Напомню притчу об осле и альпинисте, рассказанную Михаилом Пришвиным.


«Альпинист поднимается в гору, и с каждым шагом вперёд под ним раскрывается новая картина, каждое усилие вперёд тут же и вознаграждается. И рядом же по другой тропе поднимается осёл, навьюченный палаткой со съестными припасами альпиниста. Альпинист учится у осла, как надо ступать, как экономить свои силы. И это именно осёл освободил его, осёл несёт его бремя, а альпинист восхищается видами и создаёт поэтические образы гор. Конечно, благодаря ослу альпинист может сочинять стихи, но в то же время альпинист знает ещё, что ослу стихов не сочинить, он же сам, если возьмётся за ослиное дело, то, может быть, не так много, как теперь, а что-нибудь и сочинит. И это передаётся ослу, несущему бремя: так-то, конечно, так, благодаря ослиному труду поэт легко и приятно поднимается в гору, но всё-таки есть задняя мысль у осла за ушами, что, сколько ни нагружай на него, осла, тяжестей, хоть до смерти перегрузи, стихов он никогда не напишет.
Эта очень злая мысль у осла за ушами, и не может у него расширится душа навстречу красоте, и никакие стихи, никакие пейзажи не обрадуют его так, чтобы он забыл свою заднюю мысль.
Осёл презрительно называется ослом не за ум: у него довольно ума, вообще — осёл умное животное. Нет, того человека называют ослом, кто несёт своё жизненное бремя не свободно, а имеет за своими ослиными ушами какую-то злую, заднюю мысль с непременной претензией за свой ослиный труд получить признание, как за творчество.

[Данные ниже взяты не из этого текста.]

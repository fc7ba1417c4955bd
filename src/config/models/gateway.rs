//! Main gateway configuration

#![allow(missing_docs)]

use super::*;
use serde::{Deserialize, Serialize};

/// Main gateway configuration
#[derive(Debug, Clone, Serialize, Deserialize, Default)]
pub struct GatewayConfig {
    /// Server configuration
    #[serde(default)]
    pub server: ServerConfig,
    /// Authentication configuration
    #[serde(default)]
    pub auth: AuthConfig,
    /// Role capability matrix
    #[serde(default)]
    pub roles: RolesConfig,
    /// Provider configurations
    #[serde(default)]
    pub providers: Vec<ProviderConfig>,
    /// Router configuration
    #[serde(default)]
    pub router: RouterConfig,
    /// Credit estimation and ledger
    #[serde(default)]
    pub credits: CreditConfig,
    /// Logging configuration
    #[serde(default)]
    pub logging: LoggingConfig,
}

impl GatewayConfig {
    /// Replace `${ENV_VAR}` placeholders in secrets with their environment values
    pub fn resolve_env(&mut self) -> Result<(), String> {
        self.auth.jwt_secret = resolve_env_placeholder(&self.auth.jwt_secret)
            .map_err(|e| format!("auth.jwt_secret: {}", e))?;

        for provider in &mut self.providers {
            provider.api_key = resolve_env_placeholder(&provider.api_key)
                .map_err(|e| format!("providers.{}.api_key: {}", provider.name, e))?;
        }

        if let Some(ledger) = self.credits.ledger.as_mut() {
            if let Some(token) = ledger.service_token.as_ref() {
                ledger.service_token = Some(
                    resolve_env_placeholder(token)
                        .map_err(|e| format!("credits.ledger.service_token: {}", e))?,
                );
            }
        }

        Ok(())
    }

    /// Find a provider by router-level name
    pub fn provider(&self, name: &str) -> Option<&ProviderConfig> {
        self.providers.iter().find(|p| p.name == name)
    }
}
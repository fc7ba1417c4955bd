//! HTTP ledger client tests

#[cfg(test)]
mod tests {
    use litellm_ws_gateway::config::LedgerConfig;
    use litellm_ws_gateway::core::credits::{HttpLedgerClient, LedgerClient};
    use serde_json::json;
    use wiremock::matchers::{body_partial_json, header, method, path};
    use wiremock::{Mock, MockServer, ResponseTemplate};

    fn client(server: &MockServer, token: Option<&str>) -> HttpLedgerClient {
        HttpLedgerClient::new(&LedgerConfig {
            base_url: format!("{}/", server.uri()),
            timeout_secs: 2,
            service_token: token.map(str::to_string),
        })
        .unwrap()
    }

    #[tokio::test]
    async fn test_balance_lookup() {
        let server = MockServer::start().await;
        Mock::given(method("GET"))
            .and(path("/balances/user%40example.com"))
            .and(header("authorization", "Bearer svc-token"))
            .respond_with(ResponseTemplate::new(200).set_body_json(json!({"balance": 12.5})))
            .expect(1)
            .mount(&server)
            .await;

        let balance = client(&server, Some("svc-token"))
            .balance("user@example.com")
            .await
            .unwrap();
        assert_eq!(balance, 12.5);
    }

    #[tokio::test]
    async fn test_debit_posts_amount() {
        let server = MockServer::start().await;
        Mock::given(method("POST"))
            .and(path("/debits"))
            .and(body_partial_json(json!({"user_id": "u1", "amount": 0.42})))
            .respond_with(ResponseTemplate::new(200).set_body_json(json!({"new_balance": 9.58})))
            .expect(1)
            .mount(&server)
            .await;

        let balance = client(&server, None)
            .debit("u1", 0.42, "req r1 gpt-4")
            .await
            .unwrap();
        assert_eq!(balance, 9.58);
    }

    #[tokio::test]
    async fn test_ledger_errors_surface() {
        let server = MockServer::start().await;
        Mock::given(method("GET"))
            .respond_with(ResponseTemplate::new(503).set_body_string("maintenance"))
            .mount(&server)
            .await;

        let err = client(&server, None).balance("u1").await.unwrap_err();
        assert_eq!(err.client_code(), "billing_unavailable");
        assert!(err.to_string().contains("503"));
    }
}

Без ослиного труда не обойтись и Моцарту, но Моцарт прячет свой ослиный труд, как ничтожный, в сравнении с тем благом, которое получено им даром. Возможно, что в этом «даром» скрывается труд миллионов, но не миллионы, а Моцарт остаётся в истории.»

Труд посредственностей - это ослиный труд, при всём понимании и уважении к тяжестям, которые тащит осёл в гору. Труд посредственностей - это труд осла, который, вроде бы поднимается на высоту параллельно и почти так же как альпинист, но не чувствует разницы между поднятием тяжестей в гору и даром восхождения. Осёл тащит чужую готовность и способность к восхождению, чужой, не понятный ему смысл восхождения, воспринимая, обижаясь на альпиниста за отсутствие у него уважения к тяжестям осла. Альпинист восходят к вершинам. Осёл - тащит к вершине чужую поклажу, не понимая смысла восхождения альпиниста, озлобляясь на него за то, что "поклажа" альпиниста легка и весома, вроде бы как за счёт поклажи осла. И несмотря на всю нужность ослиной поклажи, она тяжела даже в самом лёгком варианте, тяжела земным притяжением. Даже отдав альпинисту поклажу, осёл не станет легче взбираться на гору, не станет восходить, не испытает радостей восхождения. Осёл, даже поднимаясь к вершине, остаётся у подножия - это его "плоская вершина" может быть и надоела ему, но другой для него не предвидится, пока он ощущает восхождение как подъём тяжестей на вершину горы, и даже на вершине горы осёл почувствует то же самое подножие горы. Труд всей трудовой жизни осла не перевешивает весомой лёгкости взгляда альпиниста и в этом смысле такой труд напрасен, бесполезен.